What to produce. In full and without alteration, write out the lines below.

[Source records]

_____

use {
    crate::{display::*, prelude::*},
    blogcoin_types::MintFailure,
    thiserror::Error,
};

/// Custom error definitions for the BlogCoin CLI. Takes care of displaying
/// a pretty summary in the console.
#[derive(Debug, Error)]
pub(crate) enum BlogcoinCliError {
    #[error("{error}{separator}\n{0}", error = "Syntax Error".red().bold(), separator = separator())]
    SyntaxError(clap::error::Error),
    #[error("{error}{separator}\n{0}", error = "IO Error".red().bold(), separator = separator())]
    IoError(std::io::Error),
    #[error("{error}{separator}\n{0}", error = "HTTP Error".red().bold(), separator = separator())]
    Http(reqwest::Error),
    /// A tool answered with its `err` variant or with a malformed body.
    #[error("{error} in '{tool}'{separator}\n{reason}", error = "Tool Error".red().bold(), separator = separator())]
    Tool { tool: &'static str, reason: String },
    #[error("{error}{separator}\n{0}", error = "Minting Error".red().bold(), separator = separator())]
    Mint(MintFailure),
    #[error("{error}{separator}\n{0}", error = "Error".red().bold(), separator = separator())]
    Any(anyhow::Error),
}
#![doc = include_str!("../README.md")]

use blogcoin_toolkit::{bind_addr, bootstrap};

mod coin_request;
mod coin_status;
mod error;
mod factory;
mod mint_coin;
mod prepare_coin;

/// Port the tools listen on unless `BLOGCOIN_BIND_ADDR` says otherwise.
const DEFAULT_PORT: u16 = 8083;

#[tokio::main]
async fn main() {
    bootstrap!(
        bind_addr(DEFAULT_PORT),
        [
            prepare_coin::PrepareCoin,
            mint_coin::MintCoin,
            coin_status::CoinStatusTool
        ]
    )
}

_____

Result for this task.
use {
    crate::{display::*, prelude::*},
    blogcoin_types::MintFailure,
    thiserror::Error,
};

/// Custom error definitions for the BlogCoin CLI. Takes care of displaying
/// a pretty summary in the console.
#[derive(Debug, Error)]
pub(crate) enum BlogcoinCliError {
    #[error("{error}{separator}\n{0}", error = "Syntax Error".red().bold(), separator = separator())]
    SyntaxError(clap::error::Error),
    #[error("{error}{separator}\n{0}", error = "IO Error".red().bold(), separator = separator())]
    IoError(std::io::Error),
    #[error("{error}{separator}\n{0}", error = "HTTP Error".red().bold(), separator = separator())]
    Http(reqwest::Error),
    /// A tool answered with its `err` variant or with a malformed body.
    #[error("{error} in '{tool}'{separator}\n{reason}", error = "Tool Error".red().bold(), separator = separator())]
    Tool { tool: &'static str, reason: String },
    #[error("{error}{separator}\n{0}", error = "Minting Error".red().bold(), separator = separator())]
    Mint(MintFailure),
    #[error("{error}{separator}\n{0}", error = "Error".red().bold(), separator = separator())]
    Any(anyhow::Error),
}
#![doc = include_str!("../README.md")]

use blogcoin_toolkit::{bind_addr, bootstrap};

mod coin_request;
mod coin_status;
mod error;
mod factory;
mod mint_coin;
mod prepare_coin;

/// Port the tools listen on unless `BLOGCOIN_BIND_ADDR` says otherwise.
const DEFAULT_PORT: u16 = 8083;

#[tokio::main]
async fn main() {
    bootstrap!(
        bind_addr(DEFAULT_PORT),
        [
            prepare_coin::PrepareCoin,
            mint_coin::MintCoin,
            coin_status::CoinStatusTool
        ]
    )
}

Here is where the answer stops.